What the task requires ->
Take the data below. Output it exactly from its first line through the line containing "use quick_xml::escape::resolve_predefined_entity;".
--- Data for processing ---
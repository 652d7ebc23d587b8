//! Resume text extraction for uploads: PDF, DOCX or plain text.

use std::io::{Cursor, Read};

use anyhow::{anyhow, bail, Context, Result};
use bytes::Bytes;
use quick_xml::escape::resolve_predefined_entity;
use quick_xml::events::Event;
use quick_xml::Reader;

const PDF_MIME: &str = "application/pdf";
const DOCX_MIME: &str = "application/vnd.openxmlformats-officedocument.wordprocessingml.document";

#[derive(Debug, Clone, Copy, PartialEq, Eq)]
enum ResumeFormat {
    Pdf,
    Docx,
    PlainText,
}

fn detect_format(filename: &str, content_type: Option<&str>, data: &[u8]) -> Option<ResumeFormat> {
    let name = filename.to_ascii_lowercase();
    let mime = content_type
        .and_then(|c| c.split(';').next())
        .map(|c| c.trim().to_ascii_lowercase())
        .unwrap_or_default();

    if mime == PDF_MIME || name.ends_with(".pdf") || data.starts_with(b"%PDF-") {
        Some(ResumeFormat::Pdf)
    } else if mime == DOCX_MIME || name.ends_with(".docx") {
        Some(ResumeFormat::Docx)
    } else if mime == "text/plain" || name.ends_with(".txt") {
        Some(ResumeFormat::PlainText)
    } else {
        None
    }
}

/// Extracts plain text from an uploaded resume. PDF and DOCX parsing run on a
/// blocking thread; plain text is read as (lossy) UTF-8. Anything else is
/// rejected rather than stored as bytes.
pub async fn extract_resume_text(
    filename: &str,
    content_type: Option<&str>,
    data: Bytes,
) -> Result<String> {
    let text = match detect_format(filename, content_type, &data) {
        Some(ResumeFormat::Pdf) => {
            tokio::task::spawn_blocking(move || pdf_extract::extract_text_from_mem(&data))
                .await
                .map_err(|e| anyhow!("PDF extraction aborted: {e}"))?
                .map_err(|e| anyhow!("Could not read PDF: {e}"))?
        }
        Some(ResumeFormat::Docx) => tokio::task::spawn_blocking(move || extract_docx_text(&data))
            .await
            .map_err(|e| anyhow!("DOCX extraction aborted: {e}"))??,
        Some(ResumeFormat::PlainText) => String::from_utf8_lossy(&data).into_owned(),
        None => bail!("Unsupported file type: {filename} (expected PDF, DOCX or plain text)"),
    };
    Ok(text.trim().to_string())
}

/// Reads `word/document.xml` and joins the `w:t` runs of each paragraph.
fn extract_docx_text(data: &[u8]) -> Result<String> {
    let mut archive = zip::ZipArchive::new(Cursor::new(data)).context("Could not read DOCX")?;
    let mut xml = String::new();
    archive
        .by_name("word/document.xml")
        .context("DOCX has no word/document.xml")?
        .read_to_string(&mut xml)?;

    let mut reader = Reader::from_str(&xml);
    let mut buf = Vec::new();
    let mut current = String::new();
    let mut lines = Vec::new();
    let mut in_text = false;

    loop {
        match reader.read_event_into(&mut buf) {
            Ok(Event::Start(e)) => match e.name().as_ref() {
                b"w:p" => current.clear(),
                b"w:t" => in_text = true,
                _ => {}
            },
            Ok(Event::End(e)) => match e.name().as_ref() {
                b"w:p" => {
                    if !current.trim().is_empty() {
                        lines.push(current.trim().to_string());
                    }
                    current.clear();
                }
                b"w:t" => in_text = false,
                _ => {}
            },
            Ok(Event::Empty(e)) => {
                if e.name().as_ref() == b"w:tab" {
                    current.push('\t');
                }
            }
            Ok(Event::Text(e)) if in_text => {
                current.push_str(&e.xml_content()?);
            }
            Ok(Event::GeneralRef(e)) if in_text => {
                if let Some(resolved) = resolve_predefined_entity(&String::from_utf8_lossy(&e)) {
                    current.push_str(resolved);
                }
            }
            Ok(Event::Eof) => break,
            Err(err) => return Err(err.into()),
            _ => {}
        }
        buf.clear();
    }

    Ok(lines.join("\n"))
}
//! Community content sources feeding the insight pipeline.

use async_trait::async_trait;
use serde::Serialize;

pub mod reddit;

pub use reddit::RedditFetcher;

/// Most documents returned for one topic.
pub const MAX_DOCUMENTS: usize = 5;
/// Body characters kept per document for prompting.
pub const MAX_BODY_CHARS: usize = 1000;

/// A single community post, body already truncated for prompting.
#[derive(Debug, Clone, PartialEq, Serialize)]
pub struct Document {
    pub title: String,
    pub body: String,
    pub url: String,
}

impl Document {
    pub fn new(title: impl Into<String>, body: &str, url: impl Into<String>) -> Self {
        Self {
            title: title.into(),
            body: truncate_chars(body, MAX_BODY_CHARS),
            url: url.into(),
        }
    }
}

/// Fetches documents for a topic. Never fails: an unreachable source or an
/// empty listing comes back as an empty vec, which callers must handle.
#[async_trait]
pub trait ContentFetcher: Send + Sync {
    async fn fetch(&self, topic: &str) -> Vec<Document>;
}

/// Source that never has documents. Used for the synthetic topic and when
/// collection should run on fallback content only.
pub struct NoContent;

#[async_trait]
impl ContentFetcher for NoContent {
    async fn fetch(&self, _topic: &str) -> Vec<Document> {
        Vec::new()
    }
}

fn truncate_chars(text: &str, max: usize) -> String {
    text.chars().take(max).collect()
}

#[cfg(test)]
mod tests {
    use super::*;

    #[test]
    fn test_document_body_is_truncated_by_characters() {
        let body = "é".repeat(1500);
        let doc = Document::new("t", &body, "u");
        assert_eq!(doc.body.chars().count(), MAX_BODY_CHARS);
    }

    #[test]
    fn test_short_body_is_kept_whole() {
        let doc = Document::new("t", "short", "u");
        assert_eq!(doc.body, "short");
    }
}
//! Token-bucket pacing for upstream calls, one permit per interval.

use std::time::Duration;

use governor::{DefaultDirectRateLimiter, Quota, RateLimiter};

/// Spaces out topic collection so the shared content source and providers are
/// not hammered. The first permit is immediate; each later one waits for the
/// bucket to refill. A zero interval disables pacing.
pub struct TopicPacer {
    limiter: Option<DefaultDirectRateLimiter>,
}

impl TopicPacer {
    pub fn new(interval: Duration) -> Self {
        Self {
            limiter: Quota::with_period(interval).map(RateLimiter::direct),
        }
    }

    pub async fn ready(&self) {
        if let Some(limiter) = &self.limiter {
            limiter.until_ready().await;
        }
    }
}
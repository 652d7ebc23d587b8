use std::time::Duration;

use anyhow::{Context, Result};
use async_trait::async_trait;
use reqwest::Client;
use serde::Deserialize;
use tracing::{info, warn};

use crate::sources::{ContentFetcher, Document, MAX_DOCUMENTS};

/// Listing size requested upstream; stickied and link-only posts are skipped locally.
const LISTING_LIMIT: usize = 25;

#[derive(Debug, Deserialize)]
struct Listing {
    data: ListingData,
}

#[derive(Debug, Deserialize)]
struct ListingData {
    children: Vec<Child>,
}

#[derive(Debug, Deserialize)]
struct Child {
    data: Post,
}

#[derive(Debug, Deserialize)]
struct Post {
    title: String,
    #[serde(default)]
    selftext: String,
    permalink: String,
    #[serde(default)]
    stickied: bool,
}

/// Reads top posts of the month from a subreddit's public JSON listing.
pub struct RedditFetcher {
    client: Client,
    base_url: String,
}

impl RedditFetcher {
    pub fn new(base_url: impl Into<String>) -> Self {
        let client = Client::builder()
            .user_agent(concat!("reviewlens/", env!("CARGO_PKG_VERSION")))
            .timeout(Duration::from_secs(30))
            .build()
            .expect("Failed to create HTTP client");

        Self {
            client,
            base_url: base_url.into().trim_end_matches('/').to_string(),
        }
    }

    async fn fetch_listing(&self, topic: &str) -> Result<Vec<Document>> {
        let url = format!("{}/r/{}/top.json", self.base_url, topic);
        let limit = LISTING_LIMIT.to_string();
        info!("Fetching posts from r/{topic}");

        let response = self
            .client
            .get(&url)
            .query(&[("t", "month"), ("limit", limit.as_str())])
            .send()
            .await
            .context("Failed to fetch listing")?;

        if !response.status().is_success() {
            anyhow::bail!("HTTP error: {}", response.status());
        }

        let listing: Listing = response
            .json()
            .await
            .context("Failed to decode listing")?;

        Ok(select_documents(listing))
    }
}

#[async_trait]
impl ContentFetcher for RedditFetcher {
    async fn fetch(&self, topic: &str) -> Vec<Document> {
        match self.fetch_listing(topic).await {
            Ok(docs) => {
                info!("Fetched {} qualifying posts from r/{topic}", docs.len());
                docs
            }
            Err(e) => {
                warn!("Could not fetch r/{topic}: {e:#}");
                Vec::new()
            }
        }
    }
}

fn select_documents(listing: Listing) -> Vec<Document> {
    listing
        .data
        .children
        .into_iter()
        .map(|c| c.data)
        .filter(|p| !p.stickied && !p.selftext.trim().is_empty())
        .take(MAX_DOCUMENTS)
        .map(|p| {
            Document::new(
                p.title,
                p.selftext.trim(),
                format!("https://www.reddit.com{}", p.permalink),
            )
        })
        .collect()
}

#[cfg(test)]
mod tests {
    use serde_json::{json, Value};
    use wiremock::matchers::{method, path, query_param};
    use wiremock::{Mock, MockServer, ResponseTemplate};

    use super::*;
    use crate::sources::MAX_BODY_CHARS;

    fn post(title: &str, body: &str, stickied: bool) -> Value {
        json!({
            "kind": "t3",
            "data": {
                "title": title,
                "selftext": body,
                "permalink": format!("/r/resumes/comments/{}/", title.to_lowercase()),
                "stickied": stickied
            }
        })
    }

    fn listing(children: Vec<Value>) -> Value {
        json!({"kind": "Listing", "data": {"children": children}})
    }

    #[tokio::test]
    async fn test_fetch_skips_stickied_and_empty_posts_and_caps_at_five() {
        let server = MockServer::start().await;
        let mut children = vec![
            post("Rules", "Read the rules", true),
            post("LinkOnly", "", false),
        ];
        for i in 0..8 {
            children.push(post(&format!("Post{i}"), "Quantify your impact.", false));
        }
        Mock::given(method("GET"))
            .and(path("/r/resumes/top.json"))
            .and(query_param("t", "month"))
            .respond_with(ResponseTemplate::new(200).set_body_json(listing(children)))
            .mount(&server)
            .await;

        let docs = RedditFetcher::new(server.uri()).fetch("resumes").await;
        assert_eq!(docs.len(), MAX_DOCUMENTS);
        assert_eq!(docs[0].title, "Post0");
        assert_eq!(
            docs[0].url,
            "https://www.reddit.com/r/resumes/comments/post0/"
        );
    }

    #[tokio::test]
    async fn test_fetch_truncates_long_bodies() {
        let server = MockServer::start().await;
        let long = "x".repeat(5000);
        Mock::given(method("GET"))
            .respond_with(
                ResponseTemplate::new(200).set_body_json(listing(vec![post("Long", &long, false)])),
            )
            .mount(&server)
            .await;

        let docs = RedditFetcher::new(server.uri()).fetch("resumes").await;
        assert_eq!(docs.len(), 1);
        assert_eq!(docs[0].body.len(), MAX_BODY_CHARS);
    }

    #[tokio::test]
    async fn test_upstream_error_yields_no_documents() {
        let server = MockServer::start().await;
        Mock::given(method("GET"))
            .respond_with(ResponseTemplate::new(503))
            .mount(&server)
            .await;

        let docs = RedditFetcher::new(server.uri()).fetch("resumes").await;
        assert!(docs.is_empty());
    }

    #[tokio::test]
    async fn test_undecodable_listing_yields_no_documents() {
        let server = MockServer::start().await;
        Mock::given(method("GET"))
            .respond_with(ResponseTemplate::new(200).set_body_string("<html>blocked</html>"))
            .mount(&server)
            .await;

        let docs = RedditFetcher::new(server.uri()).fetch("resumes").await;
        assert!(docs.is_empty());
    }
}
---
Written solution ->
repository 652d7ebc23d587b8
//! Resume text extraction for uploads: PDF, DOCX or plain text.

use std::io::{Cursor, Read};

use anyhow::{anyhow, bail, Context, Result};
use bytes::Bytes;
use quick_xml::escape::resolve_predefined_entity;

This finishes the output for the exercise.